“Women are not property,” charged Minister of State for Legal Affairs Elsworth Johnson, as he gave his contribution to the mid-year budget in Parliament Tuesday.
The government is currently looking to amend the Sexual Offenses Act to provide for aggravated spousal sexual abuse or marital rape.
Johnson told parliamentarians that consultation on the controversial issue continues, especially within church groups. Religious leaders, he added, have also given their suggestions and presented a counter proposal but the issue, he said, is not “set in stone”.
“This is just simply consultation with members. I commend the church, some of whom are split on the issue. I commend the government for not being afraid to tackle these issues,” Johnson said.
“I want to remind the public who said you can [not] murder or steal [from a] spouse or do any other offense under the penal code … I want to tell them that, in that same vein, that women are not property.”

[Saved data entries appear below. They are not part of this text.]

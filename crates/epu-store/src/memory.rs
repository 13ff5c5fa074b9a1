use std::collections::HashMap;
use std::sync::Arc;

use async_trait::async_trait;
use epu_domain::{
    DefinitionId, Domain, DomainDefinition, DomainId, HealthRecord, LaunchId, LaunchRecord, NodeId,
    NodeRecord,
};
use tokio::sync::RwLock;

use crate::error::StoreError;
use crate::events::AuditEvent;
use crate::store::StateStore;

#[derive(Default)]
struct Inner {
    launches: HashMap<LaunchId, LaunchRecord>,
    nodes: HashMap<NodeId, NodeRecord>,
    health: HashMap<NodeId, HealthRecord>,
    domains: HashMap<DomainId, Domain>,
    definitions: HashMap<DefinitionId, DomainDefinition>,
    events: Vec<AuditEvent>,
}

/// Volatile store backing local development and tests. Not durable across
/// process restart — `recover()` against this store only recovers from
/// within-process state loss, never a real crash.
#[derive(Clone, Default)]
pub struct InMemoryStore {
    inner: Arc<RwLock<Inner>>,
}

impl InMemoryStore {
    pub fn new() -> Self {
        Self::default()
    }
}

/// A record absent from the store accepts any incoming revision (fresh
/// insert, stamped to revision 0). A record already present requires the
/// incoming revision to match, then advances by one.
fn next_revision(existing: Option<u64>, incoming: u64, holder: impl Into<String>) -> Result<u64, StoreError> {
    match existing {
        None => Ok(0),
        Some(current) if current == incoming => Ok(current + 1),
        Some(_) => Err(StoreError::WriteConflict { holder: holder.into() }),
    }
}

#[async_trait]
impl StateStore for InMemoryStore {
    async fn get_launch(&self, id: &LaunchId) -> Result<Option<LaunchRecord>, StoreError> {
        Ok(self.inner.read().await.launches.get(id).cloned())
    }

    async fn list_launches(&self) -> Result<Vec<LaunchRecord>, StoreError> {
        Ok(self.inner.read().await.launches.values().cloned().collect())
    }

    async fn upsert_launch(&self, mut launch: LaunchRecord) -> Result<(), StoreError> {
        let mut inner = self.inner.write().await;
        let existing = inner.launches.get(&launch.launch_id).map(|l| l.revision);
        launch.revision = next_revision(existing, launch.revision, launch.launch_id.to_string())?;
        inner.launches.insert(launch.launch_id.clone(), launch);
        Ok(())
    }

    async fn delete_launch(&self, id: &LaunchId) -> Result<(), StoreError> {
        self.inner.write().await.launches.remove(id);
        Ok(())
    }

    async fn get_node(&self, id: &NodeId) -> Result<Option<NodeRecord>, StoreError> {
        Ok(self.inner.read().await.nodes.get(id).cloned())
    }

    async fn list_nodes(&self) -> Result<Vec<NodeRecord>, StoreError> {
        Ok(self.inner.read().await.nodes.values().cloned().collect())
    }

    async fn list_nodes_by_launch(&self, launch_id: &LaunchId) -> Result<Vec<NodeRecord>, StoreError> {
        Ok(self
            .inner
            .read()
            .await
            .nodes
            .values()
            .filter(|n| &n.launch_id == launch_id)
            .cloned()
            .collect())
    }

    async fn upsert_node(&self, mut node: NodeRecord) -> Result<(), StoreError> {
        let mut inner = self.inner.write().await;
        let existing = inner.nodes.get(&node.node_id).map(|n| n.revision);
        node.revision = next_revision(existing, node.revision, node.node_id.to_string())?;
        inner.nodes.insert(node.node_id.clone(), node);
        Ok(())
    }

    async fn delete_node(&self, id: &NodeId) -> Result<(), StoreError> {
        self.inner.write().await.nodes.remove(id);
        Ok(())
    }

    async fn get_health(&self, id: &NodeId) -> Result<Option<HealthRecord>, StoreError> {
        Ok(self.inner.read().await.health.get(id).cloned())
    }

    async fn list_health(&self) -> Result<Vec<HealthRecord>, StoreError> {
        Ok(self.inner.read().await.health.values().cloned().collect())
    }

    async fn upsert_health(&self, mut health: HealthRecord) -> Result<(), StoreError> {
        let mut inner = self.inner.write().await;
        let existing = inner.health.get(&health.node_id).map(|h| h.revision);
        health.revision = next_revision(existing, health.revision, health.node_id.to_string())?;
        inner.health.insert(health.node_id.clone(), health);
        Ok(())
    }

    async fn delete_health(&self, id: &NodeId) -> Result<(), StoreError> {
        self.inner.write().await.health.remove(id);
        Ok(())
    }

    async fn get_domain(&self, id: &DomainId) -> Result<Option<Domain>, StoreError> {
        Ok(self.inner.read().await.domains.get(id).cloned())
    }

    async fn list_domains(&self) -> Result<Vec<Domain>, StoreError> {
        Ok(self.inner.read().await.domains.values().cloned().collect())
    }

    async fn upsert_domain(&self, mut domain: Domain) -> Result<(), StoreError> {
        let mut inner = self.inner.write().await;
        let existing = inner.domains.get(&domain.domain_id).map(|d| d.revision);
        domain.revision = next_revision(existing, domain.revision, domain.domain_id.to_string())?;
        inner.domains.insert(domain.domain_id.clone(), domain);
        Ok(())
    }

    async fn delete_domain(&self, id: &DomainId) -> Result<(), StoreError> {
        self.inner.write().await.domains.remove(id);
        Ok(())
    }

    async fn get_domain_definition(&self, id: &DefinitionId) -> Result<Option<DomainDefinition>, StoreError> {
        Ok(self.inner.read().await.definitions.get(id).cloned())
    }

    async fn list_domain_definitions(&self) -> Result<Vec<DomainDefinition>, StoreError> {
        Ok(self.inner.read().await.definitions.values().cloned().collect())
    }

    async fn upsert_domain_definition(&self, mut def: DomainDefinition) -> Result<(), StoreError> {
        let mut inner = self.inner.write().await;
        let existing = inner.definitions.get(&def.definition_id).map(|d| d.revision);
        def.revision = next_revision(existing, def.revision, def.definition_id.to_string())?;
        inner.definitions.insert(def.definition_id.clone(), def);
        Ok(())
    }

    async fn delete_domain_definition(&self, id: &DefinitionId) -> Result<(), StoreError> {
        self.inner.write().await.definitions.remove(id);
        Ok(())
    }

    async fn append_event(&self, event: AuditEvent) -> Result<(), StoreError> {
        self.inner.write().await.events.push(event);
        Ok(())
    }

    async fn list_events(&self, launch_id: Option<&LaunchId>) -> Result<Vec<AuditEvent>, StoreError> {
        let inner = self.inner.read().await;
        Ok(match launch_id {
            Some(id) => inner
                .events
                .iter()
                .filter(|e| e.launch_id() == Some(id))
                .cloned()
                .collect(),
            None => inner.events.clone(),
        })
    }
}

#[cfg(test)]
mod tests {
    use super::*;
    use chrono::Utc;
    use epu_domain::LaunchState;

    fn sample_launch(id: &str) -> LaunchRecord {
        LaunchRecord {
            launch_id: LaunchId::new(id).unwrap(),
            deployable_type: "dt".into(),
            state: LaunchState::Requested,
            document: "<cluster/>".into(),
            context: None,
            node_ids: vec![],
            subscribers: vec![],
            created_at: Utc::now(),
            vars: HashMap::new(),
            revision: 0,
        }
    }

    #[tokio::test]
    async fn upsert_and_get_roundtrip() {
        let store = InMemoryStore::new();
        let launch = sample_launch("l-1");
        store.upsert_launch(launch.clone()).await.unwrap();
        let got = store.get_launch(&launch.launch_id).await.unwrap().unwrap();
        assert_eq!(got.deployable_type, "dt");
    }

    #[tokio::test]
    async fn list_launches_reflects_all_upserts() {
        let store = InMemoryStore::new();
        store.upsert_launch(sample_launch("l-1")).await.unwrap();
        store.upsert_launch(sample_launch("l-2")).await.unwrap();
        assert_eq!(store.list_launches().await.unwrap().len(), 2);
    }

    #[tokio::test]
    async fn delete_launch_removes_it() {
        let store = InMemoryStore::new();
        let launch = sample_launch("l-1");
        store.upsert_launch(launch.clone()).await.unwrap();
        store.delete_launch(&launch.launch_id).await.unwrap();
        assert!(store.get_launch(&launch.launch_id).await.unwrap().is_none());
    }

    #[tokio::test]
    async fn upsert_launch_advances_revision_on_each_write() {
        let store = InMemoryStore::new();
        let launch = sample_launch("l-1");
        store.upsert_launch(launch.clone()).await.unwrap();
        let got = store.get_launch(&launch.launch_id).await.unwrap().unwrap();
        assert_eq!(got.revision, 0);

        store.upsert_launch(got.clone()).await.unwrap();
        let got = store.get_launch(&launch.launch_id).await.unwrap().unwrap();
        assert_eq!(got.revision, 1);
    }

    #[tokio::test]
    async fn upsert_launch_rejects_stale_revision() {
        let store = InMemoryStore::new();
        let launch = sample_launch("l-1");
        store.upsert_launch(launch.clone()).await.unwrap();

        // `launch` still carries revision 0, but the store already advanced
        // to 0 -> stored, so a second blind write with the same stale copy
        // after a concurrent update must conflict.
        let got = store.get_launch(&launch.launch_id).await.unwrap().unwrap();
        store.upsert_launch(got).await.unwrap(); // advances store to revision 1

        let err = store.upsert_launch(launch).await.unwrap_err();
        assert!(matches!(err, StoreError::WriteConflict { .. }));
    }

    #[tokio::test]
    async fn events_filtered_by_launch() {
        let store = InMemoryStore::new();
        let l1 = LaunchId::new("l-1").unwrap();
        let l2 = LaunchId::new("l-2").unwrap();
        store
            .append_event(AuditEvent::LaunchStateChanged { launch_id: l1.clone(), at: Utc::now() })
            .await
            .unwrap();
        store
            .append_event(AuditEvent::LaunchStateChanged { launch_id: l2.clone(), at: Utc::now() })
            .await
            .unwrap();
        let filtered = store.list_events(Some(&l1)).await.unwrap();
        assert_eq!(filtered.len(), 1);
    }
}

Johnson said The Bahamas is signed on to a United Nations (UN) convention to end all discrimination against women and he hopes that the deliberation will be “sober.”
Giving examples from various discussions, Johnson said, he was shocked at some of the things that were reported to have happened within marriages.
“One reverend got up and said he was so afraid of his father when he came home from the contract, that his mother would hide in the bush because he would chase her with a dagger,” he said.
In the amendments to the Sexual Offenses Act, the new clause provides that a complaint under the section must be made within one year after the cause of the complaint arose.
He said, “The clause further provides that the offending spouse will not be prosecuted without the consent of the attorney general. It should be noted that although the proposed offense is not labeled as marital rape, it still has all of the elements of the offense of rape in marriage.”